## Task directions
Every record must be copied exactly.

## Input data

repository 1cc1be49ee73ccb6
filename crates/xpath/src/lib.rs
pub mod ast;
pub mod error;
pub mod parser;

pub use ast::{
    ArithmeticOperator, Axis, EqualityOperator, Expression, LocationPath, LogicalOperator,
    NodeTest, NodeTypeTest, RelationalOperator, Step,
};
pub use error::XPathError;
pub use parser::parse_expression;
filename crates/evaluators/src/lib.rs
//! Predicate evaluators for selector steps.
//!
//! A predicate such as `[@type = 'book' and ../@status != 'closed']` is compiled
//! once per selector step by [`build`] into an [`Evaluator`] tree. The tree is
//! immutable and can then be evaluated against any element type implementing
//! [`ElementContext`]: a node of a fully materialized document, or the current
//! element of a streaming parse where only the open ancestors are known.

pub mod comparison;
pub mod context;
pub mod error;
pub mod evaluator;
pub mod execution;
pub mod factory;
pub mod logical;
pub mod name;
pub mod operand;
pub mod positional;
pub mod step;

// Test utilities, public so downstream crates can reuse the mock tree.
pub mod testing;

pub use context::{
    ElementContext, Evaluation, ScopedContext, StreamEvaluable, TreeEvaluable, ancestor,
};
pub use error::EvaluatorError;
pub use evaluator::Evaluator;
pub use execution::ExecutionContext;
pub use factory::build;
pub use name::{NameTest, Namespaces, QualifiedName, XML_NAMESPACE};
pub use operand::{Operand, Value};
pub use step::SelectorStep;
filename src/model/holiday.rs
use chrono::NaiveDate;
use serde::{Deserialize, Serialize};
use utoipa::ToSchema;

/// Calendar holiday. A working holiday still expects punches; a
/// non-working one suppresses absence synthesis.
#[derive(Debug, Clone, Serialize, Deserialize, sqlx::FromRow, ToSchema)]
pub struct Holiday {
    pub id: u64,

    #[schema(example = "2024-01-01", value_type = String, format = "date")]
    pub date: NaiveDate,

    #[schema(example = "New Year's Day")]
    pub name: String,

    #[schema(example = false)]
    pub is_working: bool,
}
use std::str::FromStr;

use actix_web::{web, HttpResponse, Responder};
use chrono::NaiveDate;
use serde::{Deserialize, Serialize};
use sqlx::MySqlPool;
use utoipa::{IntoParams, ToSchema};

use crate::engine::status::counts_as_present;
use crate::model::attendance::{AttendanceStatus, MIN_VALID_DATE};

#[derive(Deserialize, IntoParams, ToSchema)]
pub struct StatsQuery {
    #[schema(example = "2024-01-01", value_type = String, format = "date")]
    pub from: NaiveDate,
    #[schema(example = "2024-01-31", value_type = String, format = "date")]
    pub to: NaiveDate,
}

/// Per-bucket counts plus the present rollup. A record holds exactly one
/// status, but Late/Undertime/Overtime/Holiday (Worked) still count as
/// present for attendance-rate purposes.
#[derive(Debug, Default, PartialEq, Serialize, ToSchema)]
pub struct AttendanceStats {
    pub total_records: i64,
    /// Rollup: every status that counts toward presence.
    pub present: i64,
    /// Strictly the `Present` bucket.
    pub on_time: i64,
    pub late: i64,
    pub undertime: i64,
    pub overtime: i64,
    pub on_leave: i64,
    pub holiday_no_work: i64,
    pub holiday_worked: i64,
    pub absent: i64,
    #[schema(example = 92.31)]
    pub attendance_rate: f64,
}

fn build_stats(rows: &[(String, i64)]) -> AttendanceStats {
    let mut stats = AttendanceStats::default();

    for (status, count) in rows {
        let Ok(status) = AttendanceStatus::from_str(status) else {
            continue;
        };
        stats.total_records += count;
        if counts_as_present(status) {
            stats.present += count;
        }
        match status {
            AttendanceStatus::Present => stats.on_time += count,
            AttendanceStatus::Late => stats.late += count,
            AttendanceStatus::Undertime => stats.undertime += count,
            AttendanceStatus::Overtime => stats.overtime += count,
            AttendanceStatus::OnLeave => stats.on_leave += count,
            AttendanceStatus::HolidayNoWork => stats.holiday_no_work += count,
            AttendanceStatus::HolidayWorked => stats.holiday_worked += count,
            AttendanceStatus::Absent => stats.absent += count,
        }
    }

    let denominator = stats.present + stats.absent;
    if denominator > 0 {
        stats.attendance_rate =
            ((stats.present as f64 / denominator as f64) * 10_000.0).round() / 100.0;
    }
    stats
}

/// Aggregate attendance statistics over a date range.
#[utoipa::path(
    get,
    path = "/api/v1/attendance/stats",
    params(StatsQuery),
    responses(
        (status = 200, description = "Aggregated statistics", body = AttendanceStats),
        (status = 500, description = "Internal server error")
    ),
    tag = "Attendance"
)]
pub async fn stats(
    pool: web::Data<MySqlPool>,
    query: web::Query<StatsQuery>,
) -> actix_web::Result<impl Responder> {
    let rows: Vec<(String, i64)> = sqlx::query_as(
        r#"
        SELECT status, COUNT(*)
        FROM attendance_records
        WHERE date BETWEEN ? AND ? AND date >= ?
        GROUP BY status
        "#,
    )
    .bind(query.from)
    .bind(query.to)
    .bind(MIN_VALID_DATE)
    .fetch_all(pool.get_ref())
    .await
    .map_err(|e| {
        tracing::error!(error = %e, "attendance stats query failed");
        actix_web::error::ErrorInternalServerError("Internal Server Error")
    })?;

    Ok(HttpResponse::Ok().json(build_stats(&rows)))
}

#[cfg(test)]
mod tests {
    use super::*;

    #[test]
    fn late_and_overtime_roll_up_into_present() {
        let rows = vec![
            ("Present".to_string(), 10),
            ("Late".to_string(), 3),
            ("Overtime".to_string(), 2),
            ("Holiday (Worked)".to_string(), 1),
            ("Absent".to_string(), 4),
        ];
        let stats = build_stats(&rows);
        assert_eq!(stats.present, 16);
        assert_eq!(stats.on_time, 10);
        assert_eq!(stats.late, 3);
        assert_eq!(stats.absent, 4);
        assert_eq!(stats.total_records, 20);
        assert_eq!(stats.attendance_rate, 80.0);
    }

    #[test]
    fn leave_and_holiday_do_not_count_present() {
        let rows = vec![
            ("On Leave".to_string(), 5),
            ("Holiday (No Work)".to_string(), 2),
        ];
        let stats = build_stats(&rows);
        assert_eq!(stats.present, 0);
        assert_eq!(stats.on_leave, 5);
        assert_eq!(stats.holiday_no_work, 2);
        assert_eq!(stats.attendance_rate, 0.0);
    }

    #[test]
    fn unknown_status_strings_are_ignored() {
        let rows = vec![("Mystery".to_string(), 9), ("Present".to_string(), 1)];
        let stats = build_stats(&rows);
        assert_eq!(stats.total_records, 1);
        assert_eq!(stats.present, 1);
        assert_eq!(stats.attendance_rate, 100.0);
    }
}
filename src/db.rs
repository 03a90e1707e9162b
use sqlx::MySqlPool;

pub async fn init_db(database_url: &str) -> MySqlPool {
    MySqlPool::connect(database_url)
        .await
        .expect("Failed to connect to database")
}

## Result of this exercise
repository 1cc1be49ee73ccb6
filename crates/xpath/src/lib.rs
pub mod ast;
pub mod error;
pub mod parser;

pub use ast::{
    ArithmeticOperator, Axis, EqualityOperator, Expression, LocationPath, LogicalOperator,
    NodeTest, NodeTypeTest, RelationalOperator, Step,
};
pub use error::XPathError;
pub use parser::parse_expression;
filename crates/evaluators/src/lib.rs
//! Predicate evaluators for selector steps.
//!
//! A predicate such as `[@type = 'book' and ../@status != 'closed']` is compiled
//! once per selector step by [`build`] into an [`Evaluator`] tree. The tree is
//! immutable and can then be evaluated against any element type implementing
//! [`ElementContext`]: a node of a fully materialized document, or the current
//! element of a streaming parse where only the open ancestors are known.

pub mod comparison;
pub mod context;
pub mod error;
pub mod evaluator;
pub mod execution;
pub mod factory;
pub mod logical;
pub mod name;
pub mod operand;
pub mod positional;
pub mod step;

// Test utilities, public so downstream crates can reuse the mock tree.
pub mod testing;

pub use context::{
    ElementContext, Evaluation, ScopedContext, StreamEvaluable, TreeEvaluable, ancestor,
};
pub use error::EvaluatorError;
pub use evaluator::Evaluator;
pub use execution::ExecutionContext;
pub use factory::build;
pub use name::{NameTest, Namespaces, QualifiedName, XML_NAMESPACE};
pub use operand::{Operand, Value};
pub use step::SelectorStep;
filename src/model/holiday.rs
use chrono::NaiveDate;
use serde::{Deserialize, Serialize};
use utoipa::ToSchema;

/// Calendar holiday. A working holiday still expects punches; a
/// non-working one suppresses absence synthesis.
#[derive(Debug, Clone, Serialize, Deserialize, sqlx::FromRow, ToSchema)]
pub struct Holiday {
    pub id: u64,

    #[schema(example = "2024-01-01", value_type = String, format = "date")]
    pub date: NaiveDate,

    #[schema(example = "New Year's Day")]
    pub name: String,

    #[schema(example = false)]
    pub is_working: bool,
}
use std::str::FromStr;

use actix_web::{web, HttpResponse, Responder};
use chrono::NaiveDate;
use serde::{Deserialize, Serialize};
use sqlx::MySqlPool;
use utoipa::{IntoParams, ToSchema};

use crate::engine::status::counts_as_present;
use crate::model::attendance::{AttendanceStatus, MIN_VALID_DATE};

#[derive(Deserialize, IntoParams, ToSchema)]
pub struct StatsQuery {
    #[schema(example = "2024-01-01", value_type = String, format = "date")]
    pub from: NaiveDate,
    #[schema(example = "2024-01-31", value_type = String, format = "date")]
    pub to: NaiveDate,
}

/// Per-bucket counts plus the present rollup. A record holds exactly one
/// status, but Late/Undertime/Overtime/Holiday (Worked) still count as
/// present for attendance-rate purposes.
#[derive(Debug, Default, PartialEq, Serialize, ToSchema)]
pub struct AttendanceStats {
    pub total_records: i64,
    /// Rollup: every status that counts toward presence.
    pub present: i64,
    /// Strictly the `Present` bucket.
    pub on_time: i64,
    pub late: i64,
    pub undertime: i64,
    pub overtime: i64,
    pub on_leave: i64,
    pub holiday_no_work: i64,
    pub holiday_worked: i64,
    pub absent: i64,
    #[schema(example = 92.31)]
    pub attendance_rate: f64,
}

fn build_stats(rows: &[(String, i64)]) -> AttendanceStats {
    let mut stats = AttendanceStats::default();

    for (status, count) in rows {
        let Ok(status) = AttendanceStatus::from_str(status) else {
            continue;
        };
        stats.total_records += count;
        if counts_as_present(status) {
            stats.present += count;
        }
        match status {
            AttendanceStatus::Present => stats.on_time += count,
            AttendanceStatus::Late => stats.late += count,
            AttendanceStatus::Undertime => stats.undertime += count,
            AttendanceStatus::Overtime => stats.overtime += count,
            AttendanceStatus::OnLeave => stats.on_leave += count,
            AttendanceStatus::HolidayNoWork => stats.holiday_no_work += count,
            AttendanceStatus::HolidayWorked => stats.holiday_worked += count,
            AttendanceStatus::Absent => stats.absent += count,
        }
    }

    let denominator = stats.present + stats.absent;
    if denominator > 0 {
        stats.attendance_rate =
            ((stats.present as f64 / denominator as f64) * 10_000.0).round() / 100.0;
    }
    stats
}

/// Aggregate attendance statistics over a date range.
#[utoipa::path(
    get,
    path = "/api/v1/attendance/stats",
    params(StatsQuery),
    responses(
        (status = 200, description = "Aggregated statistics", body = AttendanceStats),
        (status = 500, description = "Internal server error")
    ),
    tag = "Attendance"
)]
pub async fn stats(
    pool: web::Data<MySqlPool>,
    query: web::Query<StatsQuery>,
) -> actix_web::Result<impl Responder> {
    let rows: Vec<(String, i64)> = sqlx::query_as(
        r#"
        SELECT status, COUNT(*)
        FROM attendance_records
        WHERE date BETWEEN ? AND ? AND date >= ?
        GROUP BY status
        "#,
    )
    .bind(query.from)
    .bind(query.to)
    .bind(MIN_VALID_DATE)
    .fetch_all(pool.get_ref())
    .await
    .map_err(|e| {
        tracing::error!(error = %e, "attendance stats query failed");
        actix_web::error::ErrorInternalServerError("Internal Server Error")
    })?;

    Ok(HttpResponse::Ok().json(build_stats(&rows)))
}

#[cfg(test)]
mod tests {
    use super::*;

    #[test]
    fn late_and_overtime_roll_up_into_present() {
        let rows = vec![
            ("Present".to_string(), 10),
            ("Late".to_string(), 3),
            ("Overtime".to_string(), 2),
            ("Holiday (Worked)".to_string(), 1),
            ("Absent".to_string(), 4),
        ];
        let stats = build_stats(&rows);
        assert_eq!(stats.present, 16);
        assert_eq!(stats.on_time, 10);
        assert_eq!(stats.late, 3);
        assert_eq!(stats.absent, 4);
        assert_eq!(stats.total_records, 20);
        assert_eq!(stats.attendance_rate, 80.0);
    }

    #[test]
    fn leave_and_holiday_do_not_count_present() {
        let rows = vec![
            ("On Leave".to_string(), 5),
            ("Holiday (No Work)".to_string(), 2),
        ];
        let stats = build_stats(&rows);
        assert_eq!(stats.present, 0);
        assert_eq!(stats.on_leave, 5);
        assert_eq!(stats.holiday_no_work, 2);
        assert_eq!(stats.attendance_rate, 0.0);
    }

    #[test]
    fn unknown_status_strings_are_ignored() {
        let rows = vec![("Mystery".to_string(), 9), ("Present".to_string(), 1)];
        let stats = build_stats(&rows);
        assert_eq!(stats.total_records, 1);
        assert_eq!(stats.present, 1);
        assert_eq!(stats.attendance_rate, 100.0);
    }
}
filename src/db.rs
repository 03a90e1707e9162b
use sqlx::MySqlPool;

pub async fn init_db(database_url: &str) -> MySqlPool {
    MySqlPool::connect(database_url)
        .await
        .expect("Failed to connect to database")
}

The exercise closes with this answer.